Silanes and Siliconates
Enhancing protective, adhesive and hydrophobic properties
The addition of small silicon-based molecules called silanes results in compositions that adhere and penetrate to improve resistance to physical, chemical, environmental and thermal degradation and/or offer premium water beading.
The science behind silanes
A silane molecule is made up of one central silicon atom attached to a combination of nearly any four organic or inorganic reactive or non-reactive groups. A silane that contains at least one carbon-silicon bond structure is known as an organosilane.
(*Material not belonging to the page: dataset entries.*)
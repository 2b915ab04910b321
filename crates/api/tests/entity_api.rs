//! Integration tests for clients, campaigns and notes.

mod common;

use axum::http::StatusCode;
use axum::Router;
use common::{body_json, build_test_app, delete, get, post_json, put_json};
use serde_json::json;
use sqlx::PgPool;

async fn create_client(app: Router, name: &str) -> i64 {
    let response = post_json(
        app,
        "/api/v1/clients",
        json!({"name": name, "company": "Acme Co", "brand_voice": "Warm and direct"}),
    )
    .await;
    assert_eq!(response.status(), StatusCode::CREATED);
    body_json(response).await["data"]["id"].as_i64().unwrap()
}

// ---------------------------------------------------------------------------
// Clients
// ---------------------------------------------------------------------------

#[sqlx::test(migrations = "../../db/migrations")]
async fn client_crud_lifecycle(pool: PgPool) {
    let app = build_test_app(pool);
    let id = create_client(app.clone(), "Acme").await;

    let response = get(app.clone(), &format!("/api/v1/clients/{id}")).await;
    assert_eq!(response.status(), StatusCode::OK);
    let json = body_json(response).await;
    assert_eq!(json["success"], true);
    assert_eq!(json["data"]["name"], "Acme");
    assert_eq!(json["data"]["brand_voice"], "Warm and direct");

    let response = put_json(
        app.clone(),
        &format!("/api/v1/clients/{id}"),
        json!({"industry": "Outdoor gear"}),
    )
    .await;
    assert_eq!(response.status(), StatusCode::OK);
    let json = body_json(response).await;
    assert_eq!(json["data"]["industry"], "Outdoor gear");
    assert_eq!(json["data"]["name"], "Acme");

    let response = get(app.clone(), "/api/v1/clients").await;
    let json = body_json(response).await;
    assert_eq!(json["data"].as_array().unwrap().len(), 1);

    let response = delete(app.clone(), &format!("/api/v1/clients/{id}")).await;
    assert_eq!(response.status(), StatusCode::NO_CONTENT);

    let response = get(app, &format!("/api/v1/clients/{id}")).await;
    assert_eq!(response.status(), StatusCode::NOT_FOUND);
    let json = body_json(response).await;
    assert_eq!(json["success"], false);
    assert_eq!(json["error"], "Client not found");
    assert_eq!(json["code"], "NOT_FOUND");
}

#[sqlx::test(migrations = "../../db/migrations")]
async fn client_blank_name_rejected(pool: PgPool) {
    let app = build_test_app(pool);
    let response = post_json(app, "/api/v1/clients", json!({"name": "   "})).await;

    assert_eq!(response.status(), StatusCode::BAD_REQUEST);
    let json = body_json(response).await;
    assert_eq!(json["code"], "VALIDATION_ERROR");
    assert_eq!(json["error"], "name must not be empty");
}

#[sqlx::test(migrations = "../../db/migrations")]
async fn client_invalid_website_rejected(pool: PgPool) {
    let app = build_test_app(pool);
    let response = post_json(
        app,
        "/api/v1/clients",
        json!({"name": "Acme", "website": "not a url"}),
    )
    .await;
    assert_eq!(response.status(), StatusCode::BAD_REQUEST);
}

#[sqlx::test(migrations = "../../db/migrations")]
async fn delete_missing_client_returns_404(pool: PgPool) {
    let app = build_test_app(pool);
    let response = delete(app, "/api/v1/clients/999999").await;
    assert_eq!(response.status(), StatusCode::NOT_FOUND);
}

// ---------------------------------------------------------------------------
// Campaigns
// ---------------------------------------------------------------------------

#[sqlx::test(migrations = "../../db/migrations")]
async fn campaign_lifecycle_under_client(pool: PgPool) {
    let app = build_test_app(pool);
    let client_id = create_client(app.clone(), "Acme").await;

    let response = post_json(
        app.clone(),
        &format!("/api/v1/clients/{client_id}/campaigns"),
        json!({"name": "Spring Sale", "campaign_type": "promotional", "offer": "20% off"}),
    )
    .await;
    assert_eq!(response.status(), StatusCode::CREATED);
    let json = body_json(response).await;
    let campaign_id = json["data"]["id"].as_i64().unwrap();
    assert_eq!(json["data"]["status"], "draft");
    assert_eq!(json["data"]["client_id"], client_id);

    let response = get(app.clone(), &format!("/api/v1/clients/{client_id}/campaigns")).await;
    let json = body_json(response).await;
    assert_eq!(json["data"].as_array().unwrap().len(), 1);

    let response = put_json(
        app.clone(),
        &format!("/api/v1/campaigns/{campaign_id}"),
        json!({"status": "scheduled"}),
    )
    .await;
    assert_eq!(response.status(), StatusCode::OK);
    assert_eq!(body_json(response).await["data"]["status"], "scheduled");

    let response = delete(app.clone(), &format!("/api/v1/campaigns/{campaign_id}")).await;
    assert_eq!(response.status(), StatusCode::NO_CONTENT);

    let response = get(app, &format!("/api/v1/campaigns/{campaign_id}")).await;
    assert_eq!(response.status(), StatusCode::NOT_FOUND);
    assert_eq!(body_json(response).await["error"], "Campaign not found");
}

#[sqlx::test(migrations = "../../db/migrations")]
async fn campaign_for_missing_client_returns_404(pool: PgPool) {
    let app = build_test_app(pool);
    let response = post_json(
        app.clone(),
        "/api/v1/clients/424242/campaigns",
        json!({"name": "Spring Sale"}),
    )
    .await;
    assert_eq!(response.status(), StatusCode::NOT_FOUND);
    assert_eq!(body_json(response).await["error"], "Client not found");

    let response = get(app, "/api/v1/clients/424242/campaigns").await;
    assert_eq!(response.status(), StatusCode::NOT_FOUND);
}

// ---------------------------------------------------------------------------
// Notes
// ---------------------------------------------------------------------------

#[sqlx::test(migrations = "../../db/migrations")]
async fn notes_create_list_delete(pool: PgPool) {
    let app = build_test_app(pool);
    let client_id = create_client(app.clone(), "Acme").await;

    let response = post_json(
        app.clone(),
        &format!("/api/v1/clients/{client_id}/notes"),
        json!({"content": "Prefers short subject lines"}),
    )
    .await;
    assert_eq!(response.status(), StatusCode::CREATED);
    let note_id = body_json(response).await["data"]["id"].as_i64().unwrap();

    let response = get(app.clone(), &format!("/api/v1/clients/{client_id}/notes")).await;
    let json = body_json(response).await;
    assert_eq!(json["data"][0]["content"], "Prefers short subject lines");

    let response = delete(app.clone(), &format!("/api/v1/notes/{note_id}")).await;
    assert_eq!(response.status(), StatusCode::NO_CONTENT);

    let response = delete(app, &format!("/api/v1/notes/{note_id}")).await;
    assert_eq!(response.status(), StatusCode::NOT_FOUND);
}

#[sqlx::test(migrations = "../../db/migrations")]
async fn empty_note_rejected(pool: PgPool) {
    let app = build_test_app(pool);
    let client_id = create_client(app.clone(), "Acme").await;

    let response = post_json(
        app,
        &format!("/api/v1/clients/{client_id}/notes"),
        json!({"content": ""}),
    )
    .await;
    assert_eq!(response.status(), StatusCode::BAD_REQUEST);
    assert_eq!(body_json(response).await["error"], "Note content must not be empty");
}

#[sqlx::test(migrations = "../../db/migrations")]
async fn deleting_client_removes_campaigns_and_notes(pool: PgPool) {
    let app = build_test_app(pool.clone());
    let client_id = create_client(app.clone(), "Acme").await;

    post_json(
        app.clone(),
        &format!("/api/v1/clients/{client_id}/campaigns"),
        json!({"name": "Spring Sale"}),
    )
    .await;
    post_json(
        app.clone(),
        &format!("/api/v1/clients/{client_id}/notes"),
        json!({"content": "VIP list only"}),
    )
    .await;

    let response = delete(app, &format!("/api/v1/clients/{client_id}")).await;
    assert_eq!(response.status(), StatusCode::NO_CONTENT);

    let campaigns: i64 = sqlx::query_scalar("SELECT COUNT(*) FROM campaigns")
        .fetch_one(&pool)
        .await
        .unwrap();
    let notes: i64 = sqlx::query_scalar("SELECT COUNT(*) FROM notes")
        .fetch_one(&pool)
        .await
        .unwrap();
    assert_eq!(campaigns, 0);
    assert_eq!(notes, 0);
}

// ---------------------------------------------------------------------------
// Flow strategy from a stored client
// ---------------------------------------------------------------------------

#[sqlx::test(migrations = "../../db/migrations")]
async fn strategy_resolves_client_by_id(pool: PgPool) {
    let app = build_test_app(pool);
    let client_id = create_client(app.clone(), "Acme").await;

    let response = post_json(
        app,
        "/api/v1/flows/strategy",
        json!({
            "flowType": "welcome",
            "emailCount": 2,
            "offer": "10% off",
            "client": {"id": client_id},
        }),
    )
    .await;
    assert_eq!(response.status(), StatusCode::OK);
    let json = body_json(response).await;
    assert_eq!(json["data"]["emailStrategies"].as_array().unwrap().len(), 2);
}
//! Drives the generation step across a whole flow strategy.
//!
//! Every context is computed before the first call, so generation fans out
//! with bounded concurrency while results are still collected in email
//! order. A failed step never aborts the run: it is replaced by a
//! fallback draft carrying the error, so the output always has one entry
//! per planned email.

use copyforge_core::brand::BrandProfile;
use copyforge_core::context::{assemble_contexts, FlowContext};
use copyforge_core::flow::{FlowProgress, GeneratedEmail};
use copyforge_core::strategy::{EmailStrategy, FlowStrategy};
use futures::stream::{self, StreamExt};

use crate::generation::CopyGenerator;

/// Default number of generation calls in flight.
pub const DEFAULT_CONCURRENCY: usize = 3;

pub struct Sequencer {
    generator: CopyGenerator,
    concurrency: usize,
}

impl Sequencer {
    /// `concurrency` of 1 runs strictly one email at a time.
    pub fn new(generator: CopyGenerator, concurrency: usize) -> Self {
        Self {
            generator,
            concurrency: concurrency.max(1),
        }
    }

    pub fn concurrency(&self) -> usize {
        self.concurrency
    }

    /// Generate every email of `strategy`, in email order.
    ///
    /// `on_progress` is called once per email as results are collected.
    pub async fn run<F>(
        &self,
        strategy: &FlowStrategy,
        brand: &BrandProfile,
        mut on_progress: F,
    ) -> Vec<GeneratedEmail>
    where
        F: FnMut(FlowProgress) + Send,
    {
        let contexts = assemble_contexts(strategy);
        let total = contexts.len() as u32;

        tracing::info!(
            flow_type = %strategy.flow_type,
            total,
            concurrency = self.concurrency,
            "Starting flow generation"
        );

        let steps = stream::iter(strategy.email_strategies.iter().cloned().zip(contexts))
            .map(|(entry, context)| async move {
                self.step(&entry, context, brand, strategy).await
            })
            .buffered(self.concurrency);
        futures::pin_mut!(steps);

        let mut emails = Vec::with_capacity(total as usize);
        while let Some(email) = steps.next().await {
            on_progress(FlowProgress {
                completed: emails.len() as u32 + 1,
                total,
                email_number: email.email_number,
                fallback: email.is_fallback(),
            });
            emails.push(email);
        }

        let fallbacks = emails.iter().filter(|e| e.is_fallback()).count();
        tracing::info!(
            flow_type = %strategy.flow_type,
            generated = emails.len() - fallbacks,
            fallbacks,
            "Flow generation finished"
        );
        emails
    }

    async fn step(
        &self,
        entry: &EmailStrategy,
        context: FlowContext,
        brand: &BrandProfile,
        strategy: &FlowStrategy,
    ) -> GeneratedEmail {
        tracing::debug!(
            email_number = entry.email_number,
            theme = %entry.theme,
            "Generating flow email"
        );

        match self
            .generator
            .generate_flow_email(
                entry,
                &context,
                brand,
                &strategy.offer,
                &strategy.scraped_insights,
            )
            .await
        {
            Ok(copy_data) => GeneratedEmail::generated(entry, copy_data),
            Err(e) => {
                tracing::warn!(
                    email_number = entry.email_number,
                    error = %e,
                    "Generation failed, substituting fallback draft"
                );
                GeneratedEmail::fallback(entry, e.to_string())
            }
        }
    }
}
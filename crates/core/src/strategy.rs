//! Flow strategy: the editable plan of a flow before any copy is generated.

use serde::{Deserialize, Serialize};

use crate::brand::{BrandProfile, ClientSummary};
use crate::error::CoreError;
use crate::flow_type::FlowType;

/// Maximum length of the operator-supplied offer text.
pub const MAX_OFFER_LENGTH: usize = 500;

/// The plan for one email of a flow.
#[derive(Debug, Clone, PartialEq, Serialize, Deserialize)]
#[serde(rename_all = "camelCase")]
pub struct EmailStrategy {
    pub email_number: u32,
    pub day: u32,
    pub theme: String,
    pub focus: String,
    pub key_message: String,
    #[serde(default)]
    pub products: String,
    pub has_offer: bool,
    #[serde(default, skip_serializing_if = "Option::is_none")]
    pub offer_type: Option<String>,
}

/// The plan for a whole flow.
#[derive(Debug, Clone, PartialEq, Serialize, Deserialize)]
#[serde(rename_all = "camelCase")]
pub struct FlowStrategy {
    pub flow_type: FlowType,
    pub email_count: u32,
    pub offer: String,
    pub client: ClientSummary,
    #[serde(default)]
    pub scraped_insights: Vec<String>,
    pub email_strategies: Vec<EmailStrategy>,
}

/// Build a strategy from operator inputs.
///
/// `email_count` is capped at the size of the flow type's catalogue; a
/// request for zero emails is rejected.
pub fn build_strategy(
    flow_type: FlowType,
    email_count: u32,
    offer: &str,
    client: &BrandProfile,
    insights: Vec<String>,
) -> Result<FlowStrategy, CoreError> {
    if email_count == 0 {
        return Err(CoreError::Validation(
            "emailCount must be at least 1".to_string(),
        ));
    }
    validate_offer(offer)?;

    let templates = flow_type.templates();
    let count = (email_count as usize).min(templates.len());
    let brand = client.display_name();

    let email_strategies: Vec<EmailStrategy> = templates[..count]
        .iter()
        .zip(1u32..)
        .map(|(template, number)| template.render(number, brand, offer.trim()))
        .collect();

    Ok(FlowStrategy {
        flow_type,
        email_count: email_strategies.len() as u32,
        offer: offer.trim().to_string(),
        client: client.summary(),
        scraped_insights: insights,
        email_strategies,
    })
}

/// Build a strategy from a wire tag; the tag is checked before anything else.
pub fn build_strategy_from_tag(
    flow_type: &str,
    email_count: u32,
    offer: &str,
    client: &BrandProfile,
    insights: Vec<String>,
) -> Result<FlowStrategy, CoreError> {
    let flow_type: FlowType = flow_type.parse()?;
    build_strategy(flow_type, email_count, offer, client, insights)
}

fn validate_offer(offer: &str) -> Result<(), CoreError> {
    if offer.trim().is_empty() {
        return Err(CoreError::Validation("offer must not be empty".to_string()));
    }
    if offer.len() > MAX_OFFER_LENGTH {
        return Err(CoreError::Validation(format!(
            "offer exceeds maximum length of {MAX_OFFER_LENGTH} characters (got {})",
            offer.len()
        )));
    }
    Ok(())
}

impl FlowStrategy {
    /// Check a strategy that came back from the operator.
    ///
    /// Operators may edit themes and focuses but the numbering must stay
    /// contiguous and 1-based, and the count must not exceed the catalogue.
    pub fn validate(&self) -> Result<(), CoreError> {
        if self.email_strategies.is_empty() {
            return Err(CoreError::Validation(
                "strategy must contain at least one email".to_string(),
            ));
        }
        if self.email_strategies.len() > self.flow_type.templates().len() {
            return Err(CoreError::Validation(format!(
                "{} flows have at most {} emails (got {})",
                self.flow_type,
                self.flow_type.templates().len(),
                self.email_strategies.len()
            )));
        }
        if self.email_count as usize != self.email_strategies.len() {
            return Err(CoreError::Validation(format!(
                "emailCount {} does not match {} email strategies",
                self.email_count,
                self.email_strategies.len()
            )));
        }
        for (index, entry) in self.email_strategies.iter().enumerate() {
            if entry.email_number as usize != index + 1 {
                return Err(CoreError::Validation(format!(
                    "email at position {} is numbered {}",
                    index + 1,
                    entry.email_number
                )));
            }
            if entry.theme.trim().is_empty() || entry.focus.trim().is_empty() {
                return Err(CoreError::Validation(format!(
                    "email {} needs a theme and a focus",
                    entry.email_number
                )));
            }
        }
        validate_offer(&self.offer)
    }
}
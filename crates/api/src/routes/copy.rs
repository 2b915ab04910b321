//! Route definitions for single-campaign copy.

use axum::routing::{get, post};
use axum::Router;

use crate::handlers::copy;
use crate::router::RouteTimeouts;
use crate::state::AppState;

/// Routes mounted at `/copy`.
///
/// ```text
/// POST   /generate   -> generate
/// POST   /save       -> save
/// GET    /saved      -> list_saved
/// GET    /{id}       -> get_by_id
/// ```
pub fn router(timeouts: &RouteTimeouts) -> Router<AppState> {
    Router::new()
        .route("/save", post(copy::save))
        .route("/saved", get(copy::list_saved))
        .route("/{id}", get(copy::get_by_id))
        .layer(timeouts.data.clone())
        .route("/generate", post(copy::generate).layer(timeouts.generation.clone()))
}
Silanes react with themselves and any hydroxyl groups within inorganic substrates, often when moisture is present, to form a strong chemical bond that provides protection and durability. They can also be used as intermediates that react to produce silicates and siliconates, which offer stain resistance and improved physical properties in water dilutable, neat products.
Functions and benefits
Organofunctional silanes provide reactive chemistry at interfaces to improve performance and durability of composites. They are ideal for high-performance paints, inks and coatings due to their unique properties. In construction, they impart long-term protection and water beading in pavers and sidewalks, among other applications. They can penetrate, react and bond to many substrates and may be used in either water- or solvent-borne formulations. Versatile and easily hydrolized, they are compatible with most binder systems and are suitable for low-VOC, sustainably formulated products.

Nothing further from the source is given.